• _REQUIRED WORK_:
Report how many lines in the data include "started", with the number as the only reply.

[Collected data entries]
+ + + +

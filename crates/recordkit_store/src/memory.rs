//! In-memory relational store.

use crate::error::{StoreError, StoreResult};
use crate::executor::{Executor, Store, Transaction};
use crate::query::{Query, Row, ID_COLUMN};
use crate::types::{TransactionId, TransactionState};
use parking_lot::{Condvar, Mutex, RwLock};
use serde_json::Value;
use std::collections::{BTreeMap, BTreeSet, HashMap};
use std::fmt;
use std::sync::atomic::{AtomicU64, Ordering};
use std::sync::Arc;
use std::time::{Duration, Instant};

/// Configuration for [`InMemoryStore`].
#[derive(Debug, Clone, Copy, Default, PartialEq, Eq)]
pub struct StoreConfig {
    /// How long a writer waits for the write lock. `None` waits forever.
    pub lock_timeout: Option<Duration>,
}

impl StoreConfig {
    /// Sets the write lock timeout.
    #[must_use]
    pub const fn lock_timeout(mut self, timeout: Duration) -> Self {
        self.lock_timeout = Some(timeout);
        self
    }
}

#[derive(Debug, Clone, Default)]
struct Table {
    rows: BTreeMap<u64, Row>,
    /// Highest identifier ever assigned.
    last_id: u64,
    /// Rows tombstoned by `delete`; `save` refuses them.
    tombstoned: BTreeSet<u64>,
}

type Tables = HashMap<String, Table>;

struct Shared {
    tables: RwLock<Tables>,
    writer: Mutex<Option<TransactionId>>,
    released: Condvar,
    next_txid: AtomicU64,
    config: StoreConfig,
}

impl Shared {
    fn acquire(&self, owner: TransactionId) -> StoreResult<()> {
        let started = Instant::now();
        let mut holder = self.writer.lock();
        while holder.is_some() {
            match self.config.lock_timeout {
                None => self.released.wait(&mut holder),
                Some(timeout) => {
                    let waited = started.elapsed();
                    if waited >= timeout {
                        return Err(StoreError::LockTimeout { waited });
                    }
                    let _ = self.released.wait_for(&mut holder, timeout - waited);
                }
            }
        }
        *holder = Some(owner);
        Ok(())
    }

    fn release(&self) {
        *self.writer.lock() = None;
        self.released.notify_one();
    }
}

/// Releases the writer gate when an autocommit write finishes.
struct WriteGuard<'a>(&'a Shared);

impl<'a> WriteGuard<'a> {
    fn acquire(shared: &'a Shared) -> StoreResult<Self> {
        shared.acquire(TransactionId::AUTOCOMMIT)?;
        Ok(Self(shared))
    }
}

impl Drop for WriteGuard<'_> {
    fn drop(&mut self) {
        self.0.release();
    }
}

/// An in-memory store of tables.
///
/// Suitable for unit tests, integration tests, and embedding where no
/// persistence is needed.
///
/// # Concurrency
///
/// One writer at a time. A transaction holds the write lock from `begin`
/// until it commits, rolls back, or is dropped, and works on a private copy
/// of the tables. Readers outside the transaction see committed data only.
///
/// # Example
///
/// ```rust
/// use recordkit_store::{Executor, InMemoryStore, Query, Store, Transaction};
/// use serde_json::json;
///
/// let store = InMemoryStore::new();
/// let tx = store.begin().unwrap();
/// tx.insert("sales_order", json!({"order_id": "SO1"}).as_object().unwrap().clone())
///     .unwrap();
/// assert_eq!(store.count("sales_order", &Query::new()).unwrap(), 0);
///
/// tx.commit().unwrap();
/// assert_eq!(store.count("sales_order", &Query::new()).unwrap(), 1);
/// ```
#[derive(Clone)]
pub struct InMemoryStore {
    shared: Arc<Shared>,
}

impl InMemoryStore {
    /// Creates an empty store with default configuration.
    #[must_use]
    pub fn new() -> Self {
        Self::with_config(StoreConfig::default())
    }

    /// Creates an empty store with the given configuration.
    #[must_use]
    pub fn with_config(config: StoreConfig) -> Self {
        Self {
            shared: Arc::new(Shared {
                tables: RwLock::new(Tables::new()),
                writer: Mutex::new(None),
                released: Condvar::new(),
                next_txid: AtomicU64::new(1),
                config,
            }),
        }
    }

    /// Returns every committed row of `table`, soft-deleted rows included.
    ///
    /// Useful for testing and debugging.
    #[must_use]
    pub fn raw_rows(&self, table: &str) -> Vec<Row> {
        self.shared
            .tables
            .read()
            .get(table)
            .map(|t| t.rows.values().cloned().collect())
            .unwrap_or_default()
    }

    /// Returns true while a transaction holds the write lock.
    #[must_use]
    pub fn is_locked(&self) -> bool {
        self.shared.writer.lock().is_some()
    }
}

impl Default for InMemoryStore {
    fn default() -> Self {
        Self::new()
    }
}

impl fmt::Debug for InMemoryStore {
    fn fmt(&self, f: &mut fmt::Formatter<'_>) -> fmt::Result {
        let tables = self.shared.tables.read();
        f.debug_struct("InMemoryStore")
            .field("tables", &tables.len())
            .field("writer", &*self.shared.writer.lock())
            .finish()
    }
}

impl Executor for InMemoryStore {
    fn find(&self, table: &str, query: &Query) -> StoreResult<Vec<Row>> {
        find(&self.shared.tables.read(), table, query)
    }

    fn count(&self, table: &str, query: &Query) -> StoreResult<u64> {
        count(&self.shared.tables.read(), table, query)
    }

    fn insert(&self, table: &str, row: Row) -> StoreResult<Row> {
        let _guard = WriteGuard::acquire(&self.shared)?;
        insert(&mut self.shared.tables.write(), table, row)
    }

    fn save(&self, table: &str, row: Row, preserve: &[&str]) -> StoreResult<Row> {
        let _guard = WriteGuard::acquire(&self.shared)?;
        save(&mut self.shared.tables.write(), table, row, preserve)
    }

    fn delete(&self, table: &str, ids: &[u64], tombstone: &Row) -> StoreResult<u64> {
        let _guard = WriteGuard::acquire(&self.shared)?;
        Ok(delete(&mut self.shared.tables.write(), table, ids, tombstone))
    }
}

impl Store for InMemoryStore {
    fn begin(&self) -> StoreResult<Arc<dyn Transaction>> {
        let id = TransactionId::new(self.shared.next_txid.fetch_add(1, Ordering::SeqCst));
        self.shared.acquire(id)?;
        let working = self.shared.tables.read().clone();
        tracing::debug!(txid = %id, "transaction started");
        Ok(Arc::new(InMemoryTransaction {
            id,
            shared: Arc::clone(&self.shared),
            inner: Mutex::new(TxInner {
                state: TransactionState::Active,
                working,
            }),
        }))
    }

    fn as_executor(&self) -> &dyn Executor {
        self
    }
}

struct TxInner {
    state: TransactionState,
    working: Tables,
}

/// A transaction over an [`InMemoryStore`].
pub struct InMemoryTransaction {
    id: TransactionId,
    shared: Arc<Shared>,
    inner: Mutex<TxInner>,
}

impl InMemoryTransaction {
    fn with_working<R>(&self, f: impl FnOnce(&mut Tables) -> StoreResult<R>) -> StoreResult<R> {
        let mut inner = self.inner.lock();
        if inner.state.is_finished() {
            return Err(StoreError::TransactionClosed { txid: self.id });
        }
        f(&mut inner.working)
    }

    fn finish(&self, publish: bool) -> StoreResult<()> {
        let mut inner = self.inner.lock();
        if inner.state != TransactionState::Active {
            return Err(StoreError::TransactionClosed { txid: self.id });
        }
        let working = std::mem::take(&mut inner.working);
        if publish {
            *self.shared.tables.write() = working;
            inner.state = TransactionState::Committed;
        } else {
            inner.state = TransactionState::RolledBack;
        }
        self.shared.release();
        Ok(())
    }
}

impl fmt::Debug for InMemoryTransaction {
    fn fmt(&self, f: &mut fmt::Formatter<'_>) -> fmt::Result {
        f.debug_struct("InMemoryTransaction")
            .field("id", &self.id)
            .field("state", &self.inner.lock().state)
            .finish()
    }
}

impl Executor for InMemoryTransaction {
    fn find(&self, table: &str, query: &Query) -> StoreResult<Vec<Row>> {
        self.with_working(|tables| find(tables, table, query))
    }

    fn count(&self, table: &str, query: &Query) -> StoreResult<u64> {
        self.with_working(|tables| count(tables, table, query))
    }

    fn insert(&self, table: &str, row: Row) -> StoreResult<Row> {
        self.with_working(|tables| insert(tables, table, row))
    }

    fn save(&self, table: &str, row: Row, preserve: &[&str]) -> StoreResult<Row> {
        self.with_working(|tables| save(tables, table, row, preserve))
    }

    fn delete(&self, table: &str, ids: &[u64], tombstone: &Row) -> StoreResult<u64> {
        self.with_working(|tables| Ok(delete(tables, table, ids, tombstone)))
    }
}

impl Transaction for InMemoryTransaction {
    fn id(&self) -> TransactionId {
        self.id
    }

    fn state(&self) -> TransactionState {
        self.inner.lock().state
    }

    fn commit(&self) -> StoreResult<()> {
        self.finish(true)?;
        tracing::debug!(txid = %self.id, "transaction committed");
        Ok(())
    }

    fn rollback(&self) -> StoreResult<()> {
        self.finish(false)?;
        tracing::debug!(txid = %self.id, "transaction rolled back");
        Ok(())
    }

    fn as_executor(&self) -> &dyn Executor {
        self
    }
}

impl Drop for InMemoryTransaction {
    fn drop(&mut self) {
        let inner = self.inner.get_mut();
        if inner.state == TransactionState::Active {
            inner.state = TransactionState::RolledBack;
            self.shared.release();
            tracing::debug!(txid = %self.id, "transaction dropped without commit");
        }
    }
}

fn row_id(table: &str, row: &Row) -> StoreResult<u64> {
    match row.get(ID_COLUMN) {
        None | Some(Value::Null) => Ok(0),
        Some(value) => value.as_u64().ok_or_else(|| {
            StoreError::invalid_row(table, format!("id must be an unsigned integer, got {value}"))
        }),
    }
}

fn find(tables: &Tables, table: &str, query: &Query) -> StoreResult<Vec<Row>> {
    let Some(t) = tables.get(table) else {
        return Ok(Vec::new());
    };
    let rows = query.select(table, t.rows.values())?;
    tracing::trace!(table, matched = rows.len(), "find");
    Ok(rows.into_iter().cloned().collect())
}

fn count(tables: &Tables, table: &str, query: &Query) -> StoreResult<u64> {
    let Some(t) = tables.get(table) else {
        return Ok(0);
    };
    let unpaged = query.clone().clear_pagination();
    let mut n = 0u64;
    for row in t.rows.values() {
        if unpaged.matches(table, row)? {
            n += 1;
        }
    }
    Ok(n)
}

fn insert(tables: &mut Tables, table: &str, mut row: Row) -> StoreResult<Row> {
    let requested = row_id(table, &row)?;
    let t = tables.entry(table.to_string()).or_default();
    let id = if requested == 0 {
        t.last_id + 1
    } else if t.rows.contains_key(&requested) {
        return Err(StoreError::DuplicateKey {
            table: table.to_string(),
            id: requested,
        });
    } else {
        requested
    };
    t.last_id = t.last_id.max(id);
    row.insert(ID_COLUMN.to_string(), Value::from(id));
    t.rows.insert(id, row.clone());
    tracing::trace!(table, id, "row inserted");
    Ok(row)
}

fn save(tables: &mut Tables, table: &str, mut row: Row, preserve: &[&str]) -> StoreResult<Row> {
    let id = row_id(table, &row)?;
    let Some(t) = tables.get(table) else {
        return insert(tables, table, row);
    };
    if t.tombstoned.contains(&id) {
        return Err(StoreError::not_found(table));
    }
    let Some(existing) = t.rows.get(&id) else {
        return insert(tables, table, row);
    };
    for column in preserve {
        match existing.get(*column) {
            Some(value) => row.insert((*column).to_string(), value.clone()),
            None => row.remove(*column),
        };
    }
    row.insert(ID_COLUMN.to_string(), Value::from(id));
    if let Some(t) = tables.get_mut(table) {
        t.rows.insert(id, row.clone());
    }
    tracing::trace!(table, id, "row saved");
    Ok(row)
}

+ + + +

• _REPLY TO THE TASK_:
3